:: TASK OBJECTIVE ::
Look through the material below and copy every line containing the word "LayoutConfig".

:: SUPPLIED RECORDS ::
BEGIN
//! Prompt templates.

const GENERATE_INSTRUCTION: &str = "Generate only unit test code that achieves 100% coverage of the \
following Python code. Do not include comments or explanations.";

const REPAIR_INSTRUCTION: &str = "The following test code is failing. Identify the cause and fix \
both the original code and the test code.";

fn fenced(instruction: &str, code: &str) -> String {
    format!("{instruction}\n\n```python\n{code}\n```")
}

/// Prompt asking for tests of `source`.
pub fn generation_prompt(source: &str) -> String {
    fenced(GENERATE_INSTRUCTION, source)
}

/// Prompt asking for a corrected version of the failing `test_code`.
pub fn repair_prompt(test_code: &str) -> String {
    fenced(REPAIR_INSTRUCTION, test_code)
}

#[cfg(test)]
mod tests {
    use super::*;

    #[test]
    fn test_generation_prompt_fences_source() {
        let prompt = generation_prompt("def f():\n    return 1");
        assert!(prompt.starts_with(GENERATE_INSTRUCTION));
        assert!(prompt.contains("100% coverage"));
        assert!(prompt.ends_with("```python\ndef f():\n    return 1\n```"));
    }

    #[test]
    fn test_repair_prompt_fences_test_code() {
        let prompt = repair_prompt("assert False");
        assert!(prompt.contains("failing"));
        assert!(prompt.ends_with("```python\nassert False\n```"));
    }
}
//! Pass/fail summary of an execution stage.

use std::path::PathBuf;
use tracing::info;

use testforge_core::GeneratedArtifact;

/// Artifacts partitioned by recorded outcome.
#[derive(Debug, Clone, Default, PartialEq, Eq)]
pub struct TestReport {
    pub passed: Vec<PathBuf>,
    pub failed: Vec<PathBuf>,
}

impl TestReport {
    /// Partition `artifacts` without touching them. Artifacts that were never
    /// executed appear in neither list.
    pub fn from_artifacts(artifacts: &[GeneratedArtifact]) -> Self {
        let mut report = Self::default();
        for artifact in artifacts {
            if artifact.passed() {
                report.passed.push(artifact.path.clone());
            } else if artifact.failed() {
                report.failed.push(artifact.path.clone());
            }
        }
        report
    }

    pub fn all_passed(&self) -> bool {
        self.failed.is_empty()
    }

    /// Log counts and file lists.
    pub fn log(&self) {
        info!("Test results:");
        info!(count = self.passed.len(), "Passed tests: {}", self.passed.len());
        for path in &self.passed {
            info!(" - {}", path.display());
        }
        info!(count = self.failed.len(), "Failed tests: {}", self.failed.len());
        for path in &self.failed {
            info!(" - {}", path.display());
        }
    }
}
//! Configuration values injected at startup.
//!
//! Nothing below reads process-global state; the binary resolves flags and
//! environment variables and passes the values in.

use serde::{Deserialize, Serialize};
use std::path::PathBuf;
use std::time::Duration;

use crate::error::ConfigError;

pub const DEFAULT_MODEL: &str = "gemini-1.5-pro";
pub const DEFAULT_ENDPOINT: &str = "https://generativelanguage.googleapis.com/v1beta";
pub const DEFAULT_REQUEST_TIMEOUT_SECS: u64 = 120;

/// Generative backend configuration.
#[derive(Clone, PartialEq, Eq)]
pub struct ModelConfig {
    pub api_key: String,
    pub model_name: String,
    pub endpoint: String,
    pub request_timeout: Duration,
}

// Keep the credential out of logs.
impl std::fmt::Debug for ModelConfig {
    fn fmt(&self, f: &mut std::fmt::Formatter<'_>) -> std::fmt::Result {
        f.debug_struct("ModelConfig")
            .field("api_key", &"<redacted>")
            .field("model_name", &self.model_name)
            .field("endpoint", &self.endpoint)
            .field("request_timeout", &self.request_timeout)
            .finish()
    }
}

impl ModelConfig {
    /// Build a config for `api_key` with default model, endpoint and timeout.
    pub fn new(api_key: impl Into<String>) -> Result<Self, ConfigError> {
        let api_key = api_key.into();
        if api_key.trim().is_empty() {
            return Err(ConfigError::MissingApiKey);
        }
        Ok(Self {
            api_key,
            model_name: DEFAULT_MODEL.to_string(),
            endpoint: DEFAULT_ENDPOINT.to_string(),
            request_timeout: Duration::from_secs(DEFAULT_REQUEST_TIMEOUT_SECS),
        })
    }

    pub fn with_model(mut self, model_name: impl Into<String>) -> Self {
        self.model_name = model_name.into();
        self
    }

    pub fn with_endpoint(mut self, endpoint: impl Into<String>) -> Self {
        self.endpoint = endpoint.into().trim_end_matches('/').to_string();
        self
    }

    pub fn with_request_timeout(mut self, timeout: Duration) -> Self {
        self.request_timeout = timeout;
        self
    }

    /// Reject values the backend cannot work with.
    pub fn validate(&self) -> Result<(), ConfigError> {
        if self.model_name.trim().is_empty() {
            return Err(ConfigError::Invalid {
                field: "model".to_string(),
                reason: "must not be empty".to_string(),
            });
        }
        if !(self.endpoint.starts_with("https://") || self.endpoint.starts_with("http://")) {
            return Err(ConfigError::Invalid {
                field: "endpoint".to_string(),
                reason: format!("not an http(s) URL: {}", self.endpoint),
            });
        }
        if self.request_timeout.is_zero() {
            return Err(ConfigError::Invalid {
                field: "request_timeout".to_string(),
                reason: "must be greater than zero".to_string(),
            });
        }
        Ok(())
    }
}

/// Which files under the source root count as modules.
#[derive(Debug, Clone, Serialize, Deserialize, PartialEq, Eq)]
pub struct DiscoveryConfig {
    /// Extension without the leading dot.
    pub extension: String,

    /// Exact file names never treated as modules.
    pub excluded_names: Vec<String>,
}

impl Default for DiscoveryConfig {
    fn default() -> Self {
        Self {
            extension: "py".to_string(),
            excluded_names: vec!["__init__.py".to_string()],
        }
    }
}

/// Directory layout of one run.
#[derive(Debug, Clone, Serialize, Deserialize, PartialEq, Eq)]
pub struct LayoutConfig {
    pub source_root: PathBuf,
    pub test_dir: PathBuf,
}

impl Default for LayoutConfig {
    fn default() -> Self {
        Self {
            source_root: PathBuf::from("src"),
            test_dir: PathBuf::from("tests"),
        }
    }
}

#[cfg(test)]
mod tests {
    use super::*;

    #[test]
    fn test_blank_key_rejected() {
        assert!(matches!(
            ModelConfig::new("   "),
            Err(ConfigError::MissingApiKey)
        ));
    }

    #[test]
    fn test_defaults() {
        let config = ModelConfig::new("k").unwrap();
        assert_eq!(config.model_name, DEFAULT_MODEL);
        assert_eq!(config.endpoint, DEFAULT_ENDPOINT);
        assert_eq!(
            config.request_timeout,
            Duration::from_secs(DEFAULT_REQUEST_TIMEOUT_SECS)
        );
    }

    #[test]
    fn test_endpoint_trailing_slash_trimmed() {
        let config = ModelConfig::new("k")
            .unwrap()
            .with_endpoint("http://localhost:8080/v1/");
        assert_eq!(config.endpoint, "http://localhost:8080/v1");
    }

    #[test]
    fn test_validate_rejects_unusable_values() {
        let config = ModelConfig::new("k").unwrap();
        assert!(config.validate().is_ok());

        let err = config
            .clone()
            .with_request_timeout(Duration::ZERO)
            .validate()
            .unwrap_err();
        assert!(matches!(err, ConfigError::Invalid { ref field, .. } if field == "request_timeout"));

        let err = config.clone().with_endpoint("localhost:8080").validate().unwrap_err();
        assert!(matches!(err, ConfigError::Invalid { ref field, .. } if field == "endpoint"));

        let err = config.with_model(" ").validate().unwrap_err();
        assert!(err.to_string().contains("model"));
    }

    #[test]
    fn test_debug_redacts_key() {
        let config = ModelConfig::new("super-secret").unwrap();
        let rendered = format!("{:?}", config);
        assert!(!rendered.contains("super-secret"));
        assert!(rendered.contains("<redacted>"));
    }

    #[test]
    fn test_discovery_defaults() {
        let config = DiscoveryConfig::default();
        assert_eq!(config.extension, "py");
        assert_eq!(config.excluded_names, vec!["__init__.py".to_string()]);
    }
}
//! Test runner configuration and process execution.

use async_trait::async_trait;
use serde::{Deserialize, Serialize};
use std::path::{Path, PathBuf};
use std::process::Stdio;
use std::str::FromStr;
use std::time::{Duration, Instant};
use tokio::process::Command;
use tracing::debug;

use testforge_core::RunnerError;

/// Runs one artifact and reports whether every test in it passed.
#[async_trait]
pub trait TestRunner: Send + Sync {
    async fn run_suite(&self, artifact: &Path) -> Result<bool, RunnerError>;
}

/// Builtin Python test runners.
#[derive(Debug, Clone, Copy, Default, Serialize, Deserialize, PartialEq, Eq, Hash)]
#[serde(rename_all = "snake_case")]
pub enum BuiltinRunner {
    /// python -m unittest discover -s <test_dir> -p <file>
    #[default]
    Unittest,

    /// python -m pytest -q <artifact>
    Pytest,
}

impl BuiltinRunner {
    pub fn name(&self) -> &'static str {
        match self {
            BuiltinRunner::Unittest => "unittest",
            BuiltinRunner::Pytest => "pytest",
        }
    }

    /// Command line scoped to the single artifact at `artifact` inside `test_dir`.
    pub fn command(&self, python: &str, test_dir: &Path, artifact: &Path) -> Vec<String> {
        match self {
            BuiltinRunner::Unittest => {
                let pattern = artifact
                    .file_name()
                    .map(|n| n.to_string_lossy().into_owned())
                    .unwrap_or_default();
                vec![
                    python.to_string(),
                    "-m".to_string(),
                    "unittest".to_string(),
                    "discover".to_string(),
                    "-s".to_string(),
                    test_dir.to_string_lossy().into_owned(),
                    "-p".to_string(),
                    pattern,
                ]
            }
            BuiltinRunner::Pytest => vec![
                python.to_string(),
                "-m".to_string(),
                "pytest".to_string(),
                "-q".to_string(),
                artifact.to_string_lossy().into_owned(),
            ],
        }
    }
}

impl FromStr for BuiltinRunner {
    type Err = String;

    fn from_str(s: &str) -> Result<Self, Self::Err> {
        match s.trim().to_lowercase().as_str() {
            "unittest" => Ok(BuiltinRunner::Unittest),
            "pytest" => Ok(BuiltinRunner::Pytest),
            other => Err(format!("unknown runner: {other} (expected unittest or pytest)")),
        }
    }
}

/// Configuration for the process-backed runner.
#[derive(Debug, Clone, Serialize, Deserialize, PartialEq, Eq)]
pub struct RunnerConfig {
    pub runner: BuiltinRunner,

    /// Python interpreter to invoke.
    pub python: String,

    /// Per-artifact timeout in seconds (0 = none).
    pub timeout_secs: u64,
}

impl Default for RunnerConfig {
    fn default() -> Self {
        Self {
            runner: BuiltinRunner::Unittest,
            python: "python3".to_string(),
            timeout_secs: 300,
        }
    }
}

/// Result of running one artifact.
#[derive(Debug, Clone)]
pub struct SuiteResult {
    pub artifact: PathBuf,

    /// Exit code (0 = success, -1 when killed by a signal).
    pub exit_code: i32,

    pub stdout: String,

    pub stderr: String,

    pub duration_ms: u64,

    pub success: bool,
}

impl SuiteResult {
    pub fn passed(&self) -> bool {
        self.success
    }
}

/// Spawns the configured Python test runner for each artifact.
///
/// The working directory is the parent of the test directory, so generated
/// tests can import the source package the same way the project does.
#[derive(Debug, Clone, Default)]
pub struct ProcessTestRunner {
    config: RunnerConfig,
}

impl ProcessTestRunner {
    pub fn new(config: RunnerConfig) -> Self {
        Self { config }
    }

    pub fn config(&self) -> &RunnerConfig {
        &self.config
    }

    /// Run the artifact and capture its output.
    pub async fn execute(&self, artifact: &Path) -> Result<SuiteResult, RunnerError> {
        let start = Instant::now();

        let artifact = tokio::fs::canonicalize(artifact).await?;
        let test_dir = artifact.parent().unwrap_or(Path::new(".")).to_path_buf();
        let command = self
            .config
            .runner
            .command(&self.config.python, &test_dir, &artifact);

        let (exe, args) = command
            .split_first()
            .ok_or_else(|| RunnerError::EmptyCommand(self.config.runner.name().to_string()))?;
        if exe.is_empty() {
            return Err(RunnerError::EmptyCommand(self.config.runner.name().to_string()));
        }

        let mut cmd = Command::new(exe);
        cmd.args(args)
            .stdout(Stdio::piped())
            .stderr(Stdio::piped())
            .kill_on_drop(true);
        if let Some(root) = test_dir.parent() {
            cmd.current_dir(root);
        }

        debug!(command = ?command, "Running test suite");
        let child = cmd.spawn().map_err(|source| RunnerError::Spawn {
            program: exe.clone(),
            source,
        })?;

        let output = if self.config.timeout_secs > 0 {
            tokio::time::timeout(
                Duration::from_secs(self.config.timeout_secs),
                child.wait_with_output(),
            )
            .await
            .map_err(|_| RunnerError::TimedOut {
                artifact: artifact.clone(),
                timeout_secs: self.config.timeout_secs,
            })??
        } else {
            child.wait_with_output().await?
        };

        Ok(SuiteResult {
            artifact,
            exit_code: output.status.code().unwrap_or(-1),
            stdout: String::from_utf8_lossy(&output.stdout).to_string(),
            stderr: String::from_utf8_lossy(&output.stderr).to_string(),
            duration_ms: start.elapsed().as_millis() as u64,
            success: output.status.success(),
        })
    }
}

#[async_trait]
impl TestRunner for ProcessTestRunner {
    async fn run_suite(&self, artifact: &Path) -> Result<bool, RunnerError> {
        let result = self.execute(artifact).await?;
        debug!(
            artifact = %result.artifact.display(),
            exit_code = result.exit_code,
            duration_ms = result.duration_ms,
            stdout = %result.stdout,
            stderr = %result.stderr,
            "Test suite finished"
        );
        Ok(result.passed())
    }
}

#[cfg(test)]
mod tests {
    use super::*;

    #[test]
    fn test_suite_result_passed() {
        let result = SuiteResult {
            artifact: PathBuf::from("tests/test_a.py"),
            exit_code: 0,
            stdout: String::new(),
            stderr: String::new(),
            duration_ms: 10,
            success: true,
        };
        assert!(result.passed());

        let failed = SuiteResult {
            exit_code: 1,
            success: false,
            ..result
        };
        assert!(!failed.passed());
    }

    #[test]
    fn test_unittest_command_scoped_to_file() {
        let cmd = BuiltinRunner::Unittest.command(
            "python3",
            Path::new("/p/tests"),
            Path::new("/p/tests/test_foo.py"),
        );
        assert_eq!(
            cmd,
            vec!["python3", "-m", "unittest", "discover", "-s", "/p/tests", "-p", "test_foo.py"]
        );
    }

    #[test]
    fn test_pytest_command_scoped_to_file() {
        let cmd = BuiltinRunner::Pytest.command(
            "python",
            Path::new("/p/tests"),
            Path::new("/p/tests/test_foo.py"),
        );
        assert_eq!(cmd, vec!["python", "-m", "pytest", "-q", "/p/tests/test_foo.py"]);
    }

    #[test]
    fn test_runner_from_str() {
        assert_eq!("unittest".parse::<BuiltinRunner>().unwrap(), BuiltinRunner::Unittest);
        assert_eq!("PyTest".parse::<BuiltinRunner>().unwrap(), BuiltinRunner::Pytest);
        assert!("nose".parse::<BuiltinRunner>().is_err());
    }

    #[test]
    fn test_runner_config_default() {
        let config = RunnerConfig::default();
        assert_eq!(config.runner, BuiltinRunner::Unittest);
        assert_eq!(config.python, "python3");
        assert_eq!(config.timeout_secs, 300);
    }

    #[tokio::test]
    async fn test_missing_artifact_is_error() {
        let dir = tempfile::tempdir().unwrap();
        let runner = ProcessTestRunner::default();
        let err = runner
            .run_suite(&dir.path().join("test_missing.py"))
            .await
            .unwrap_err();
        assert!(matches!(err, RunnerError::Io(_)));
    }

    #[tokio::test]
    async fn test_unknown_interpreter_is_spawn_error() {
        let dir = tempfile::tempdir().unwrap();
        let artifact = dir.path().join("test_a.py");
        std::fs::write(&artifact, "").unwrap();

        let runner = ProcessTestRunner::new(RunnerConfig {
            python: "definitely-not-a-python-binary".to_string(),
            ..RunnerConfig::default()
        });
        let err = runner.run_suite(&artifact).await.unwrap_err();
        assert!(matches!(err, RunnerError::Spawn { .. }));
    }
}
END
:: RESULT OF THE EXERCISE ::
pub struct LayoutConfig {
impl Default for LayoutConfig {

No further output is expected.